In this historic migration of the conscience from religion to politics a strange metamorphosis has occurred. For the original question of conscience was, What should I do? The political question is, What should someone else do? In spite of some more unobtrusive activities going on here and there the Church, deferential as usual to the drift of the times, shows signs of following this political lead. Once we were invited to pray God `to save and defend all Christian Kings, Princes and Governors,' so that the established authorities could get on with their duties in accordance with their consciences.
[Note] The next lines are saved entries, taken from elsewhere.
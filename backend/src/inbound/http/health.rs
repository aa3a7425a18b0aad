//! Liveness and readiness probes.
//!
//! Readiness flips once migrations have run and the services are wired;
//! liveness flips off when the server starts draining.

use std::sync::atomic::{AtomicBool, Ordering};

use actix_web::{HttpResponse, get, http::header, web};
use serde::Serialize;
use utoipa::ToSchema;

/// Which store backs the driven ports.
#[derive(Debug, Clone, Copy, PartialEq, Eq, Serialize, ToSchema)]
#[serde(rename_all = "snake_case")]
pub enum StorageBackend {
    Postgres,
    Memory,
}

/// Shared probe state.
pub struct HealthState {
    ready: AtomicBool,
    live: AtomicBool,
    storage: StorageBackend,
}

impl HealthState {
    /// Start live but not ready.
    pub fn new(storage: StorageBackend) -> Self {
        Self {
            ready: AtomicBool::new(false),
            live: AtomicBool::new(true),
            storage,
        }
    }

    pub fn mark_ready(&self) {
        self.ready.store(true, Ordering::Release);
    }

    /// Fail liveness so orchestrators stop routing during shutdown.
    pub fn mark_unhealthy(&self) {
        self.live.store(false, Ordering::Release);
    }

    pub fn is_ready(&self) -> bool {
        self.ready.load(Ordering::Acquire)
    }

    pub fn is_alive(&self) -> bool {
        self.live.load(Ordering::Acquire)
    }

    pub fn storage(&self) -> StorageBackend {
        self.storage
    }
}

/// Readiness probe body.
#[derive(Debug, Serialize, ToSchema)]
#[serde(rename_all = "camelCase")]
pub struct ReadinessReport {
    pub ready: bool,
    pub storage: StorageBackend,
}

fn probe(ok: bool) -> actix_web::HttpResponseBuilder {
    let mut builder = if ok {
        HttpResponse::Ok()
    } else {
        HttpResponse::ServiceUnavailable()
    };
    builder.insert_header((header::CACHE_CONTROL, "no-store"));
    builder
}

/// Readiness probe: `200` once the store is migrated and services are wired.
#[utoipa::path(
    get,
    path = "/health/ready",
    tags = ["health"],
    security([]),
    responses(
        (status = 200, description = "Ready to handle traffic", body = ReadinessReport),
        (status = 503, description = "Not ready", body = ReadinessReport)
    )
)]
#[get("/health/ready")]
pub async fn ready(state: web::Data<HealthState>) -> HttpResponse {
    let ready = state.is_ready();
    probe(ready).json(ReadinessReport {
        ready,
        storage: state.storage(),
    })
}

/// Liveness probe: `503` once draining.
#[utoipa::path(
    get,
    path = "/health/live",
    tags = ["health"],
    security([]),
    responses(
        (status = 200, description = "Alive"),
        (status = 503, description = "Shutting down")
    )
)]
#[get("/health/live")]
pub async fn live(state: web::Data<HealthState>) -> HttpResponse {
    probe(state.is_alive()).finish()
}

#[cfg(test)]
mod tests {
    use super::*;
    use actix_web::http::StatusCode;
    use actix_web::{App, test};
    use rstest::rstest;
    use serde_json::Value;

    #[rstest]
    #[actix_rt::test]
    async fn readiness_follows_state_and_reports_storage() {
        let state = web::Data::new(HealthState::new(StorageBackend::Memory));
        let app =
            test::init_service(App::new().app_data(state.clone()).service(ready).service(live))
                .await;

        let before =
            test::call_service(&app, test::TestRequest::get().uri("/health/ready").to_request())
                .await;
        assert_eq!(before.status(), StatusCode::SERVICE_UNAVAILABLE);
        assert_eq!(
            before
                .headers()
                .get(header::CACHE_CONTROL)
                .and_then(|value| value.to_str().ok()),
            Some("no-store")
        );

        state.mark_ready();
        let after =
            test::call_service(&app, test::TestRequest::get().uri("/health/ready").to_request())
                .await;
        assert_eq!(after.status(), StatusCode::OK);
        let body: Value = test::read_body_json(after).await;
        assert_eq!(body.get("storage").and_then(Value::as_str), Some("memory"));
    }

    #[rstest]
    #[actix_rt::test]
    async fn liveness_fails_once_draining() {
        let state = web::Data::new(HealthState::new(StorageBackend::Postgres));
        let app = test::init_service(App::new().app_data(state.clone()).service(live)).await;

        state.mark_unhealthy();
        let res =
            test::call_service(&app, test::TestRequest::get().uri("/health/live").to_request())
                .await;
        assert_eq!(res.status(), StatusCode::SERVICE_UNAVAILABLE);
    }
}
Now we are more likely to be asked to uphold alleged rights against the better judgment of some government or other, it may be that of the Queen's Majesty, over whom the bishops have now given themselves precedence as if they were common Anabaptists. They are making obeisance to the supreme power residing in the conscience of votes.
For the Roman church things are probably a little different. They have a long tradition of meddling in the affairs of lawful governments and take like a duck to water to the business of putting governments to rights. They even — though it is an absurdity — have their own diplomatic representatives.